** WORK INSTRUCTION **
Tally the lines below that contain the word "MetricsError". Only the number should be returned.

** Stored data **
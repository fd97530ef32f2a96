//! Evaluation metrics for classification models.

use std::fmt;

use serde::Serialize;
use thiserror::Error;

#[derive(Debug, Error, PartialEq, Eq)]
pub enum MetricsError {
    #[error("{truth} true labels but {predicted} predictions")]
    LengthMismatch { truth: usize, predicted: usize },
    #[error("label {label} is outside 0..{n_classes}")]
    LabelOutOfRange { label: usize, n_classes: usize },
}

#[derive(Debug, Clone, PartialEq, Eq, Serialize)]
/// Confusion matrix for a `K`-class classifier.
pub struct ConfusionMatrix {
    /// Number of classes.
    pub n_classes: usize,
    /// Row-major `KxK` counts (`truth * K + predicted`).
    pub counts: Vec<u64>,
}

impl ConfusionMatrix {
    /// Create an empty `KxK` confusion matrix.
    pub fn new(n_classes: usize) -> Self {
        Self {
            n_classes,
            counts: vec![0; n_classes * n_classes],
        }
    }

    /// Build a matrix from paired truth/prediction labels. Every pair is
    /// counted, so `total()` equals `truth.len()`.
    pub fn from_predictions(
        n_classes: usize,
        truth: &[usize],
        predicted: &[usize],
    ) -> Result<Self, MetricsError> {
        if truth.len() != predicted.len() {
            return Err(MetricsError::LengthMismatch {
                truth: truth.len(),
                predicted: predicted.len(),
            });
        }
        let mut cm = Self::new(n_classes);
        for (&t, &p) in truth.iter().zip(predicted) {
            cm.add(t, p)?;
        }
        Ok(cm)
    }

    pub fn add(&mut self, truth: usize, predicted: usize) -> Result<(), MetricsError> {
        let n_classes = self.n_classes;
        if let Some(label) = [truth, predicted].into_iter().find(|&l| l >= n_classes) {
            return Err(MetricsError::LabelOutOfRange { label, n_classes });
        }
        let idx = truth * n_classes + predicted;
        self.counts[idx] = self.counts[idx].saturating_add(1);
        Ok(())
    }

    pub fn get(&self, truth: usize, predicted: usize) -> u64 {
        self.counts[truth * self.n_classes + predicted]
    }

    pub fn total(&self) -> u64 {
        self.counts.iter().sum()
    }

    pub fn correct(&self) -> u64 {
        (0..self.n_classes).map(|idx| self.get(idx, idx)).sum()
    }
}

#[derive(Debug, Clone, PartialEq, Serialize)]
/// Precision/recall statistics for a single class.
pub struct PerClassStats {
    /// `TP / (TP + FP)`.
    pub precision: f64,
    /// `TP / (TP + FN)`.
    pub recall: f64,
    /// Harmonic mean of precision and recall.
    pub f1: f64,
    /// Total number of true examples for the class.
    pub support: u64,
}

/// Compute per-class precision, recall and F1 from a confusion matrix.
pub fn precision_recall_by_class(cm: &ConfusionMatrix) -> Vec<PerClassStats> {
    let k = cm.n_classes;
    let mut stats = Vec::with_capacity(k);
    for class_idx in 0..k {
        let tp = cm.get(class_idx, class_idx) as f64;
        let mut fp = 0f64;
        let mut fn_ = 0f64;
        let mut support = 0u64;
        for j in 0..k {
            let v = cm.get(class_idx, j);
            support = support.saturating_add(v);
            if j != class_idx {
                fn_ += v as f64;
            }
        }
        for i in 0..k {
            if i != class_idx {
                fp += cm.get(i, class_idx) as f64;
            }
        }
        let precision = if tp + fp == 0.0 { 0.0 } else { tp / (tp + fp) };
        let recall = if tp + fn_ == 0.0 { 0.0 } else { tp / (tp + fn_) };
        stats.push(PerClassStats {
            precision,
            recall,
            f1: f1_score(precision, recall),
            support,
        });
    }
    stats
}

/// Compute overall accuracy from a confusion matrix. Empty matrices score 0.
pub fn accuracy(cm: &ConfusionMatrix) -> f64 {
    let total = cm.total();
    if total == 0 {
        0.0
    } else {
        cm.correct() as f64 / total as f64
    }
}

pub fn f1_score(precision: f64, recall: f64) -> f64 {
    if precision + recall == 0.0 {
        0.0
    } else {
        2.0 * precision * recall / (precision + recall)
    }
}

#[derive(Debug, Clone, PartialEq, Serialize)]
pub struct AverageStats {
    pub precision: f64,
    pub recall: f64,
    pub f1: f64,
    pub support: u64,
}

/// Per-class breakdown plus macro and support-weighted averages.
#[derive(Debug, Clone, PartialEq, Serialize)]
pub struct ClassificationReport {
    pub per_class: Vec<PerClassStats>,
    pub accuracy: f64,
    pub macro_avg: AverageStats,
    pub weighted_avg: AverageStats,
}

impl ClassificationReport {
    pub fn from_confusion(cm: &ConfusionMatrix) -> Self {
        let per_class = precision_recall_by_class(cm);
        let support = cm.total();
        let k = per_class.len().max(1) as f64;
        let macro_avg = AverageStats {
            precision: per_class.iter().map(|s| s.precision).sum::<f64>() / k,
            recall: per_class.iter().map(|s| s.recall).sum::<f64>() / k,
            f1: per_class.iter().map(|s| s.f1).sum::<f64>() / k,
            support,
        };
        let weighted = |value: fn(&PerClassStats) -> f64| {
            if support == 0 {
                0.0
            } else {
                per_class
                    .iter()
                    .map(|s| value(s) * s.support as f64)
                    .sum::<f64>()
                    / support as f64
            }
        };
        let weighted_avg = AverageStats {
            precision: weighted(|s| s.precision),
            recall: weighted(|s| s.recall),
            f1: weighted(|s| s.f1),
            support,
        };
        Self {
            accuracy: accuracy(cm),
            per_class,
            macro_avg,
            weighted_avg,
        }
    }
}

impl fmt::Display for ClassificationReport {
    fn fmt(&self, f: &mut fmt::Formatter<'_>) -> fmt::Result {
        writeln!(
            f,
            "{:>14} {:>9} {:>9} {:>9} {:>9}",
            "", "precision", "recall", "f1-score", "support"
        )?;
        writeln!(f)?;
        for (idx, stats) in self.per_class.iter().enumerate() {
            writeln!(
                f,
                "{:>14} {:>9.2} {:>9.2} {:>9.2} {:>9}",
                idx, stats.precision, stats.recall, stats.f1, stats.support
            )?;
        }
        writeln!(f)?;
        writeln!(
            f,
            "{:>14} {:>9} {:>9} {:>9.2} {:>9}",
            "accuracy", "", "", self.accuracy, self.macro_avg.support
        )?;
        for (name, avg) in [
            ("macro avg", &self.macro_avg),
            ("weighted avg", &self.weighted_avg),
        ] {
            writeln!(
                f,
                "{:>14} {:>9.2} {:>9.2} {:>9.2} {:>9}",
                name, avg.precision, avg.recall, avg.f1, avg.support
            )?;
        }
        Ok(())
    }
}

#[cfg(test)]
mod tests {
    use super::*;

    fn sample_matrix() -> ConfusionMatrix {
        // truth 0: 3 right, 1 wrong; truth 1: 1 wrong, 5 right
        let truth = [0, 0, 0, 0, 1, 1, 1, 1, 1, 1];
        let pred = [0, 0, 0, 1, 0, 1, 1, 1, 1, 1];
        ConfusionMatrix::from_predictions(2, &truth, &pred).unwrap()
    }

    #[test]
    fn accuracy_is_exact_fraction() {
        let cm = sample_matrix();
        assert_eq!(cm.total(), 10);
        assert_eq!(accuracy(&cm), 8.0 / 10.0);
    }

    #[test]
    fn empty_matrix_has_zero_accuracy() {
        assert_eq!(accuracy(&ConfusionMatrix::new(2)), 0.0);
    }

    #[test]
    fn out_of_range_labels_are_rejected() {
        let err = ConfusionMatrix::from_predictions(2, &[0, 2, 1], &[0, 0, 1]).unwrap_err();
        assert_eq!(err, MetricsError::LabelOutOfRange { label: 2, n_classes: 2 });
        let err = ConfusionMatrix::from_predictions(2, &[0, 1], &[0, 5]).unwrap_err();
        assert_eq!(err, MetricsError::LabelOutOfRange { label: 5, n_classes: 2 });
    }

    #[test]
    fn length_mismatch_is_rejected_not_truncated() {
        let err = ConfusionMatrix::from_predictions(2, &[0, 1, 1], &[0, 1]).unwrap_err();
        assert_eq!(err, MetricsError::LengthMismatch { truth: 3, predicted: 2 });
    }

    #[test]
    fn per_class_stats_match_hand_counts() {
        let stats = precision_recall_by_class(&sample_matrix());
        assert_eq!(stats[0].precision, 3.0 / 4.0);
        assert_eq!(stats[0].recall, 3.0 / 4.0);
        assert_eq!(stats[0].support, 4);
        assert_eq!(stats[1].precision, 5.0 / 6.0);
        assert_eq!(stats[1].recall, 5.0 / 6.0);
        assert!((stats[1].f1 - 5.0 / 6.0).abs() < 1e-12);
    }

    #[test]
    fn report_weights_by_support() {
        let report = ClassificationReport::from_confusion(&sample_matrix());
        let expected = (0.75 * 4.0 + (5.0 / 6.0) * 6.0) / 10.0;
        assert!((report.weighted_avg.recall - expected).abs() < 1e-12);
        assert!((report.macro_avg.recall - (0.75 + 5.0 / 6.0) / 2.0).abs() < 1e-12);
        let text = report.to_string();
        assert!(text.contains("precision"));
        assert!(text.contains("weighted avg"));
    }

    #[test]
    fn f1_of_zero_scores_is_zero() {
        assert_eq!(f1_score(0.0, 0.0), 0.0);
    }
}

** OUTPUT **
8